--- Aim of the task ---
Return, in their exact form, the lines that lie between the start of the data below and the line containing "the helpers live", with both ends included.

--- Extracted material ---
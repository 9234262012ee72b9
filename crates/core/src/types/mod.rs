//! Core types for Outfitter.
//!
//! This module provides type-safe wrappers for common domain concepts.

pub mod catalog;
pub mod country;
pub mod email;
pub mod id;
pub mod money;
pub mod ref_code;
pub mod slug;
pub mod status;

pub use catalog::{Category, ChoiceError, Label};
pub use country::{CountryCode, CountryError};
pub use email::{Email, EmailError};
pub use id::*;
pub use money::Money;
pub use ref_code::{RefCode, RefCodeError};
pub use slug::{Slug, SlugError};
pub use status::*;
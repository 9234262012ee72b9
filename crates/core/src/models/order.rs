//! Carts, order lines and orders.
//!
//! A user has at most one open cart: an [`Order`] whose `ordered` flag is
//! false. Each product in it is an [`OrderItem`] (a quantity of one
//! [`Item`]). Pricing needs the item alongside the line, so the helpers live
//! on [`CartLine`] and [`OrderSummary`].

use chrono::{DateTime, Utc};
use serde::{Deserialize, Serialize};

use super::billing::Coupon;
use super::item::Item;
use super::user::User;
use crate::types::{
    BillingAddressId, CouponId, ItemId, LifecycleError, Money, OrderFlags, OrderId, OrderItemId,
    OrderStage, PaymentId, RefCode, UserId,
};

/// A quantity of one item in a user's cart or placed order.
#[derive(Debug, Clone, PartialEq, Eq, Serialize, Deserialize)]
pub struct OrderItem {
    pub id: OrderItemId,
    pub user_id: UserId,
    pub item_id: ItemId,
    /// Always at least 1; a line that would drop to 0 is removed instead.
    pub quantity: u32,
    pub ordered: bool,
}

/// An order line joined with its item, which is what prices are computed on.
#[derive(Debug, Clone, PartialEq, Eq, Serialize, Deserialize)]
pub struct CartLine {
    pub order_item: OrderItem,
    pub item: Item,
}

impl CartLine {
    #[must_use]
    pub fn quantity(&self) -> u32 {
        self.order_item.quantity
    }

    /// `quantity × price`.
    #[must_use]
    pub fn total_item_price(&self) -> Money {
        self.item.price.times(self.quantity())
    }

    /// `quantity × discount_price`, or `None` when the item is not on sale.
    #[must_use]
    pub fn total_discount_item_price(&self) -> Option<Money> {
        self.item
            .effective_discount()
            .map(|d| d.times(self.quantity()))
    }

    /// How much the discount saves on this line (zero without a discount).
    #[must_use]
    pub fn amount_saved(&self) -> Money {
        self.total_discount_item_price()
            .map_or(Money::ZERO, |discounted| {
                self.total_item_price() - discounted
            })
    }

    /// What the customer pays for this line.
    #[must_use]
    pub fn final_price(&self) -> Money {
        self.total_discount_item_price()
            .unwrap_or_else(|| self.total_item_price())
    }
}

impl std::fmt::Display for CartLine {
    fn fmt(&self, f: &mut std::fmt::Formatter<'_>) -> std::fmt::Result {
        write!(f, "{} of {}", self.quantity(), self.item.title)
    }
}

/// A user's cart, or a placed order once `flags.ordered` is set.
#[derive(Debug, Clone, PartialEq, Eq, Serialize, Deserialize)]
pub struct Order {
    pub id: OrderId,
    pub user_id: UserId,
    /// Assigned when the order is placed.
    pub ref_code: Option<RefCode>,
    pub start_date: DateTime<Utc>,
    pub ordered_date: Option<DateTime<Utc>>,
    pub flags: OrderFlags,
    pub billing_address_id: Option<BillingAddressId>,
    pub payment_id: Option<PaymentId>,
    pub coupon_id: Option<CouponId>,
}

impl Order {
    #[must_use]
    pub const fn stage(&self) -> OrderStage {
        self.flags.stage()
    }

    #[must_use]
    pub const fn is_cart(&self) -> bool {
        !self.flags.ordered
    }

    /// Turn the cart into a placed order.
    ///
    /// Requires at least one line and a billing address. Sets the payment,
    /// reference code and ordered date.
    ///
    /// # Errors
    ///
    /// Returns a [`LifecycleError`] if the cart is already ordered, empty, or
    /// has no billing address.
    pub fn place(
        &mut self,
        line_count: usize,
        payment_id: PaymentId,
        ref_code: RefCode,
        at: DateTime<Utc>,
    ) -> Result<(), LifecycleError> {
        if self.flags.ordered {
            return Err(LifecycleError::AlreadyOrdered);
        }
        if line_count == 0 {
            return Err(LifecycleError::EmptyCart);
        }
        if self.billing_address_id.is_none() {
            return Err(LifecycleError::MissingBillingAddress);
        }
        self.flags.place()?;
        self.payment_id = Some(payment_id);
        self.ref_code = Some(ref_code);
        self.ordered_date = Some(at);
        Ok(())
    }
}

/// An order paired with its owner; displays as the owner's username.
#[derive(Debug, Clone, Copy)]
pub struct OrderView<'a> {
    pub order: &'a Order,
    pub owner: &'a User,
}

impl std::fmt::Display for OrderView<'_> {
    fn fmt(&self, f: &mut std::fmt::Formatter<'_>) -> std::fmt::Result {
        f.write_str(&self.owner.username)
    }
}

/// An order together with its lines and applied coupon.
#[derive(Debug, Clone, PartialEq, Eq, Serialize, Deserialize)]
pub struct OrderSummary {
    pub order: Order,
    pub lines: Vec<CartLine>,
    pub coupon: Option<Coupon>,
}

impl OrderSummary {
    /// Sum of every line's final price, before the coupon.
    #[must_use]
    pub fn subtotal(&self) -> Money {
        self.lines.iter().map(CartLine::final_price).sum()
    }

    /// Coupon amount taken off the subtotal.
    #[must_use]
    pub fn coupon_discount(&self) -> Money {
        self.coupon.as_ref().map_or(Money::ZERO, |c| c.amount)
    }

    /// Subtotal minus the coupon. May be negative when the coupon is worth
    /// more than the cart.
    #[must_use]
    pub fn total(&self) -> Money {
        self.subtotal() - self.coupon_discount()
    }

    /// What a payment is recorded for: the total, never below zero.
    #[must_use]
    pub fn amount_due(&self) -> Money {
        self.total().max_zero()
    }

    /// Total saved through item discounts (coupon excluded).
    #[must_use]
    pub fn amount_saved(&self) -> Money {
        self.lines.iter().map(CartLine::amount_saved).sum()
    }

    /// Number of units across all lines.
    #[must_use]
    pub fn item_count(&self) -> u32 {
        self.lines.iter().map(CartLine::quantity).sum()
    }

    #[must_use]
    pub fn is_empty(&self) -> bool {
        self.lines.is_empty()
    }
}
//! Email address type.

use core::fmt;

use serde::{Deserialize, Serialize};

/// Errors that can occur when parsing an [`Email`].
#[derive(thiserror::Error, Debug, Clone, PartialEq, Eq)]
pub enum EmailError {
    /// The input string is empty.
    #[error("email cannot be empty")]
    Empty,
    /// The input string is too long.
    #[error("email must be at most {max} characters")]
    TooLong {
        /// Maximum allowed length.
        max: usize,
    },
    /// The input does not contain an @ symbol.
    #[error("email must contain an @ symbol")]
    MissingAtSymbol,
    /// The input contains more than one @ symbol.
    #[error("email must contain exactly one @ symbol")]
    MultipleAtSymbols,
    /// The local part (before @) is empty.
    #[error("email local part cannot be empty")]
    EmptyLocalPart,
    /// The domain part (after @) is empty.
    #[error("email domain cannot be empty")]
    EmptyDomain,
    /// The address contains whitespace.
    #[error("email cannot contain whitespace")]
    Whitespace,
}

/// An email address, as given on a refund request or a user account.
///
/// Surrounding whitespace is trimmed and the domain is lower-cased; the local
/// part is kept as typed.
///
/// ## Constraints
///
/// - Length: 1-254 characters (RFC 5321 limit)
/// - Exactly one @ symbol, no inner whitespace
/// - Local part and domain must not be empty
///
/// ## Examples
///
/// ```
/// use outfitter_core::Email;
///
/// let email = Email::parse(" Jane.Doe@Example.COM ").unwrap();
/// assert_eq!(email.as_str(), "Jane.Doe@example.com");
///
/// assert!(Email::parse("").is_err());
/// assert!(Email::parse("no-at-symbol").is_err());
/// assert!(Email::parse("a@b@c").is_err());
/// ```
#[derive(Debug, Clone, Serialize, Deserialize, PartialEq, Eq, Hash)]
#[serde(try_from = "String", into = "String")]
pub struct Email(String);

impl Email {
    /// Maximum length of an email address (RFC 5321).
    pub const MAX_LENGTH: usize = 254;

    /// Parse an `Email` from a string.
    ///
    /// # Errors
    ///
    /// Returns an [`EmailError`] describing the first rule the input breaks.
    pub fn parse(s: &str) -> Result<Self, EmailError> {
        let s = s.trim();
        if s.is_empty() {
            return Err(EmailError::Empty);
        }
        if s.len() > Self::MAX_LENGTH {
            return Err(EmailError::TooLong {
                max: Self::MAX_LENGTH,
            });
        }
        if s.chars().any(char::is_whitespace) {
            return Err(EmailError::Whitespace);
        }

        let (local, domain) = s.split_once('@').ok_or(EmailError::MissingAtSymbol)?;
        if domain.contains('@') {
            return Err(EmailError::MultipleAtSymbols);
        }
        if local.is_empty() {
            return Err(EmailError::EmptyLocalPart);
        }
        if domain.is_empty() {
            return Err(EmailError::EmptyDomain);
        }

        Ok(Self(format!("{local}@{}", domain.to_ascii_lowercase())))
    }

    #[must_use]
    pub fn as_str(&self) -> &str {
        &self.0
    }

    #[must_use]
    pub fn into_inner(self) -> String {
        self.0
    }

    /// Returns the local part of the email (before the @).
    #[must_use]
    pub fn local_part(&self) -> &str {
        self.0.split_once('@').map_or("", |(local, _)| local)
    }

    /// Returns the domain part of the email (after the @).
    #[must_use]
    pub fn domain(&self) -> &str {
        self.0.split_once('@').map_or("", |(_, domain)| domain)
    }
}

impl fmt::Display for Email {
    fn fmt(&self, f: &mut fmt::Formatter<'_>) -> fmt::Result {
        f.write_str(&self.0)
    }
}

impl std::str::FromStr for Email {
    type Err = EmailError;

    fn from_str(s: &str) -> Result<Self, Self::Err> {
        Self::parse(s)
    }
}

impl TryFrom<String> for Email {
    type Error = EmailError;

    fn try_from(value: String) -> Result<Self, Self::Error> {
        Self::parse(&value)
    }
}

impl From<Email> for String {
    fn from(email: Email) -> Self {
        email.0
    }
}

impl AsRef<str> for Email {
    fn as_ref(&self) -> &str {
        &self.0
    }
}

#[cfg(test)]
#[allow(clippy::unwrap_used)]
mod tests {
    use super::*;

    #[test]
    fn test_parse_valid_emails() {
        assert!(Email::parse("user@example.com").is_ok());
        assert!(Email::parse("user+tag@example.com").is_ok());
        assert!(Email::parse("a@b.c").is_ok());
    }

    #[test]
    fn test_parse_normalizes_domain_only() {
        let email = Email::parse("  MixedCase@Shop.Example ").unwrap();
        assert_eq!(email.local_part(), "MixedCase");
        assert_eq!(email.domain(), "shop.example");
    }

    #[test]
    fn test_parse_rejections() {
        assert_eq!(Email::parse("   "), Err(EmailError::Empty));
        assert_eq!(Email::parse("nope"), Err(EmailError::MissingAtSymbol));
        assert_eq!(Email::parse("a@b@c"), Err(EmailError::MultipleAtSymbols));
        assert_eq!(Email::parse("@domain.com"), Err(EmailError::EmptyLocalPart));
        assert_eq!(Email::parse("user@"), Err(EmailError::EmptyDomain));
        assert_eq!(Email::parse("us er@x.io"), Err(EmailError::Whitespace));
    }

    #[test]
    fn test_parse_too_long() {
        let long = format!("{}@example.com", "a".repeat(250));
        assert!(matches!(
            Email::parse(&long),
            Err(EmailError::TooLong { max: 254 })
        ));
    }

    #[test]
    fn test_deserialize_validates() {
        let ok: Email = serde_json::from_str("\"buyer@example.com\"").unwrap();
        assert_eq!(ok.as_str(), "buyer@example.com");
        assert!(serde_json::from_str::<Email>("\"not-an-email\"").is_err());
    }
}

--- Solution to this task ---
repository 9234262012ee72b9
filename crates/core/src/types/mod.rs
//! Core types for Outfitter.
//!
//! This module provides type-safe wrappers for common domain concepts.

pub mod catalog;
pub mod country;
pub mod email;
pub mod id;
pub mod money;
pub mod ref_code;
pub mod slug;
pub mod status;

pub use catalog::{Category, ChoiceError, Label};
pub use country::{CountryCode, CountryError};
pub use email::{Email, EmailError};
pub use id::*;
pub use money::Money;
pub use ref_code::{RefCode, RefCodeError};
pub use slug::{Slug, SlugError};
pub use status::*;
repository 9234262012ee72b9
filename crates/core/src/models/order.rs
//! Carts, order lines and orders.
//!
//! A user has at most one open cart: an [`Order`] whose `ordered` flag is
//! false. Each product in it is an [`OrderItem`] (a quantity of one
//! [`Item`]). Pricing needs the item alongside the line, so the helpers live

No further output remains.